Write out again the entries from the first line to the line that includes "projection plane half-width", keeping both of those lines.

*** DATA EXTRACT

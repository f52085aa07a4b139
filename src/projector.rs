use crate::caster::RayHit;
use crate::geometry::Point;
use crate::player::PlayerState;

/// One vertical slice of the pseudo-3D view, in viewport pixels.
///
/// The wall is split at `horizon_y` (eye level): the upper part spans
/// `top_y..horizon_y`, the lower part `horizon_y..bottom_y`.
#[derive(Debug, Clone, Copy, PartialEq)]
pub struct ViewColumn {
    pub x_start: f32,
    pub width: f32,
    pub top_y: f32,
    pub horizon_y: f32,
    pub bottom_y: f32,
    pub shade: u8,
}

impl ViewColumn {
    /// Upper and lower rectangles as `(top_left, bottom_right)` pairs.
    pub fn rects(&self) -> [(Point, Point); 2] {
        let x_end = self.x_start + self.width;
        [
            (
                Point::new(self.x_start, self.top_y),
                Point::new(x_end, self.horizon_y),
            ),
            (
                Point::new(self.x_start, self.horizon_y),
                Point::new(x_end, self.bottom_y),
            ),
        ]
    }
}

/// Grayscale fog value: 255 at distance 0, 0 at `max_distance` and beyond.
#[inline]
pub fn shade(distance: f32, max_distance: f32) -> u8 {
    (255.0 * (1.0 - distance / max_distance)).clamp(0.0, 255.0).round() as u8
}

/// Map the ray fan to screen columns, left to right in ray order.
///
/// Rays that hit nothing produce no column. The projection plane half-width
/// uses the whole FOV at the hit distance instead of the per-ray angle, which
/// bends straight walls near the view edges. The plane uses `|tan(fov/2)|`,
/// so a FOV past 180 degrees mirrors its supplement (200 projects like 160)
/// and a full 360 degree fan, where the plane collapses, fills every column.
/// Extents are clamped to the viewport, so a hit at distance 0 fills the column.
pub fn project(
    hits: &[RayHit],
    player: &PlayerState,
    viewport_width: f32,
    viewport_height: f32,
) -> Vec<ViewColumn> {
    let width = viewport_width / player.ray_count as f32;
    let horizon_y = viewport_height / 2.0;
    // Magnitude only: past 180 degrees tan turns negative
    let tan_half_fov = (player.fov_deg.to_radians() / 2.0).tan().abs();

    let upper_m = player.wall_height_m - player.eye_height_m;
    let lower_m = player.eye_height_m;

    hits.iter()
        .enumerate()
        .filter(|(_, hit)| hit.hit_wall)
        .map(|(i, hit)| {
            let distance_m = hit.distance / player.pixels_per_meter;
            let half_fov_extent = tan_half_fov * distance_m;

            let to_pixels = |meters: f32| -> f32 {
                let px = viewport_width * (meters / half_fov_extent);
                // 0/0 when both the wall part and the distance are zero
                if px.is_nan() { 0.0 } else { px.clamp(0.0, horizon_y) }
            };

            ViewColumn {
                x_start: i as f32 * width,
                width,
                top_y: horizon_y - to_pixels(upper_m),
                horizon_y,
                bottom_y: horizon_y + to_pixels(lower_m),
                shade: shade(hit.distance, player.max_distance),
            }
        })
        .collect()
}
use rayon::{iter::ParallelIterator, slice::ParallelSliceMut};

use crate::caster::RayHit;
use crate::geometry::Point;
use crate::projector::ViewColumn;
use crate::world::World;

#[derive(Debug, Clone, Copy, PartialEq, Eq)]
pub struct Colour {
    pub r: u8,
    pub g: u8,
    pub b: u8,
}

impl Colour {
    pub const BLACK: Colour = Colour::rgb(0, 0, 0);
    pub const WHITE: Colour = Colour::rgb(255, 255, 255);

    pub const fn rgb(r: u8, g: u8, b: u8) -> Self {
        Self { r, g, b }
    }

    pub const fn grey(shade: u8) -> Self {
        Self::rgb(shade, shade, shade)
    }

    /// softbuffer pixel layout: 0RGB, alpha byte left at 0
    #[inline]
    pub fn pack(self) -> u32 {
        (self.b as u32) | ((self.g as u32) << 8) | ((self.r as u32) << 16)
    }
}

/// Drawing primitives the frame is composed from.
pub trait Renderer {
    fn fill_background(&mut self, colour: Colour);
    fn draw_rect(&mut self, top_left: Point, bottom_right: Point, filled: bool, colour: Colour);
    fn draw_circle(&mut self, center: Point, radius: f32, filled: bool, colour: Colour);
    fn draw_line(&mut self, a: Point, b: Point, colour: Colour);
}

/// CPU pixel buffer, copied into the window surface once per frame.
pub struct FrameBuffer {
    pixels: Vec<u32>,
    width: usize,
    height: usize,
}

impl FrameBuffer {
    pub fn new(width: usize, height: usize) -> Self {
        Self {
            pixels: vec![0; width * height],
            width,
            height,
        }
    }

    pub fn resize(&mut self, width: usize, height: usize) {
        if width != self.width || height != self.height {
            self.width = width;
            self.height = height;
            self.pixels = vec![0; width * height];
        }
    }

    pub fn pixels(&self) -> &[u32] {
        &self.pixels
    }

    #[inline]
    fn put_pixel(&mut self, x: i32, y: i32, colour: u32) {
        if x >= 0 && y >= 0 && (x as usize) < self.width && (y as usize) < self.height {
            self.pixels[y as usize * self.width + x as usize] = colour;
        }
    }

    /// Fill `x0..x1` on rows `y0..y1`, already clamped to the buffer.
    fn fill_span(&mut self, x0: usize, x1: usize, y0: usize, y1: usize, colour: u32) {
        if x0 >= x1 || y0 >= y1 {
            return;
        }
        // Rows are independent, fill them in parallel
        self.pixels[y0 * self.width..y1 * self.width]
            .par_chunks_mut(self.width)
            .for_each(|row| row[x0..x1].fill(colour));
    }

    /// Clip `a -> b` to the pixel grid by narrowing its parameter range
    /// against each edge. `None` when nothing of the segment is visible.
    fn clip_line(&self, a: Point, b: Point) -> Option<(Point, Point)> {
        if self.width == 0 || self.height == 0 || !(a.x.is_finite() && a.y.is_finite()) {
            return None;
        }
        if !(b.x.is_finite() && b.y.is_finite()) {
            return None;
        }

        let (max_x, max_y) = ((self.width - 1) as f32, (self.height - 1) as f32);
        let (dx, dy) = (b.x - a.x, b.y - a.y);
        let (mut t0, mut t1) = (0.0f32, 1.0f32);

        // Each edge as (p, q): inside while p * t <= q
        for (p, q) in [(-dx, a.x), (dx, max_x - a.x), (-dy, a.y), (dy, max_y - a.y)] {
            if p == 0.0 {
                if q < 0.0 {
                    return None; // parallel to and outside this edge
                }
                continue;
            }
            let t = q / p;
            if p < 0.0 {
                t0 = t0.max(t);
            } else {
                t1 = t1.min(t);
            }
            if t0 > t1 {
                return None;
            }
        }

        let at = |t: f32| Point::new(a.x + t * dx, a.y + t * dy);
        Some((at(t0), at(t1)))
    }

    fn clamp_x(&self, x: f32) -> usize {
        (x.round().max(0.0) as usize).min(self.width)
    }

    fn clamp_y(&self, y: f32) -> usize {
        (y.round().max(0.0) as usize).min(self.height)
    }
}

impl Renderer for FrameBuffer {
    fn fill_background(&mut self, colour: Colour) {
        let c = colour.pack();
        self.pixels
            .par_chunks_mut(self.width.max(1))
            .for_each(|row| row.fill(c));
    }

    fn draw_rect(&mut self, top_left: Point, bottom_right: Point, filled: bool, colour: Colour) {
        if filled {
            let (x0, x1) = (self.clamp_x(top_left.x), self.clamp_x(bottom_right.x));
            let (y0, y1) = (self.clamp_y(top_left.y), self.clamp_y(bottom_right.y));
            self.fill_span(x0, x1, y0, y1, colour.pack());
        } else {
            let top_right = Point::new(bottom_right.x, top_left.y);
            let bottom_left = Point::new(top_left.x, bottom_right.y);
            self.draw_line(top_left, top_right, colour);
            self.draw_line(top_right, bottom_right, colour);
            self.draw_line(bottom_right, bottom_left, colour);
            self.draw_line(bottom_left, top_left, colour);
        }
    }

    fn draw_circle(&mut self, center: Point, radius: f32, filled: bool, colour: Colour) {
        let c = colour.pack();
        let r = radius.max(0.0);
        let (cx, cy) = (center.x.round() as i32, center.y.round() as i32);
        let ri = r.ceil() as i32;
        let outer = r * r;
        let inner = (r - 1.0).max(0.0).powi(2);

        for dy in -ri..=ri {
            for dx in -ri..=ri {
                let d2 = (dx * dx + dy * dy) as f32;
                let inside = d2 <= outer;
                let on_ring = inside && (filled || d2 > inner || r < 1.0);
                if on_ring {
                    self.put_pixel(cx + dx, cy + dy, c);
                }
            }
        }
    }

    fn draw_line(&mut self, a: Point, b: Point, colour: Colour) {
        let c = colour.pack();
        let Some((a, b)) = self.clip_line(a, b) else {
            return; // fully off-screen
        };
        let (x0, y0) = (a.x.round() as i64, a.y.round() as i64);
        let (x1, y1) = (b.x.round() as i64, b.y.round() as i64);

        // Bresenham, stepping both axes
        let dx = (x1 - x0).abs();
        let dy = -(y1 - y0).abs();
        let sx = if x0 < x1 { 1 } else { -1 };
        let sy = if y0 < y1 { 1 } else { -1 };
        let mut err = dx + dy;
        let (mut x, mut y) = (x0, y0);

        loop {
            self.put_pixel(x as i32, y as i32, c);
            if x == x1 && y == y1 {
                break;
            }
            let e2 = 2 * err;
            if e2 >= dy {
                err += dy;
                x += sx;
            }
            if e2 <= dx {
                err += dx;
                y += sy;
            }
        }
    }
}

const MAP_BACKGROUND: Colour = Colour::BLACK;
const MAP_WALL: Colour = Colour::rgb(200, 200, 250);
const MAP_RAY: Colour = Colour::rgb(90, 90, 60);
const MAP_PENDING: Colour = Colour::rgb(250, 180, 180);
const VIEW_CEILING: Colour = Colour::rgb(30, 30, 70);
const VIEW_FLOOR: Colour = Colour::rgb(40, 40, 40);
const PANE_DIVIDER: Colour = Colour::rgb(120, 120, 120);

/// Top-down map in `0..map_width`, pseudo-3D view to its right.
pub fn draw_scene(
    renderer: &mut impl Renderer,
    world: &World,
    hits: &[RayHit],
    columns: &[ViewColumn],
    map_width: f32,
    view_width: f32,
    height: f32,
) {
    renderer.fill_background(MAP_BACKGROUND);

    // Map pane
    let player = world.player.position;
    for hit in hits {
        renderer.draw_line(player, hit.point, MAP_RAY);
    }
    for wall in world.walls.walls() {
        renderer.draw_line(wall.start, wall.end, MAP_WALL);
    }
    if let Some(pending) = world.walls.pending() {
        renderer.draw_circle(pending, 3.0, false, MAP_PENDING);
    }
    renderer.draw_circle(player, 2.0, true, Colour::WHITE);

    // View pane, background split at the horizon
    let horizon = height / 2.0;
    let right = map_width + view_width;
    renderer.draw_rect(Point::new(map_width, 0.0), Point::new(right, horizon), true, VIEW_CEILING);
    renderer.draw_rect(Point::new(map_width, horizon), Point::new(right, height), true, VIEW_FLOOR);

    for column in columns {
        let colour = Colour::grey(column.shade);
        for (top_left, bottom_right) in column.rects() {
            renderer.draw_rect(
                Point::new(top_left.x + map_width, top_left.y),
                Point::new(bottom_right.x + map_width, bottom_right.y),
                true,
                colour,
            );
        }
    }

    renderer.draw_line(
        Point::new(map_width, 0.0),
        Point::new(map_width, height),
        PANE_DIVIDER,
    );
}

******

> [TASK OUTPUT]:
repository f52085aa07a4b139
filename src/projector.rs
use crate::caster::RayHit;
use crate::geometry::Point;
use crate::player::PlayerState;

/// One vertical slice of the pseudo-3D view, in viewport pixels.
///
/// The wall is split at `horizon_y` (eye level): the upper part spans
/// `top_y..horizon_y`, the lower part `horizon_y..bottom_y`.
#[derive(Debug, Clone, Copy, PartialEq)]
pub struct ViewColumn {
    pub x_start: f32,
    pub width: f32,
    pub top_y: f32,
    pub horizon_y: f32,
    pub bottom_y: f32,
    pub shade: u8,
}

impl ViewColumn {
    /// Upper and lower rectangles as `(top_left, bottom_right)` pairs.
    pub fn rects(&self) -> [(Point, Point); 2] {
        let x_end = self.x_start + self.width;
        [
            (
                Point::new(self.x_start, self.top_y),
                Point::new(x_end, self.horizon_y),
            ),
            (
                Point::new(self.x_start, self.horizon_y),
                Point::new(x_end, self.bottom_y),
            ),
        ]
    }
}

/// Grayscale fog value: 255 at distance 0, 0 at `max_distance` and beyond.
#[inline]
pub fn shade(distance: f32, max_distance: f32) -> u8 {
    (255.0 * (1.0 - distance / max_distance)).clamp(0.0, 255.0).round() as u8
}

/// Map the ray fan to screen columns, left to right in ray order.
///
/// Rays that hit nothing produce no column. The projection plane half-width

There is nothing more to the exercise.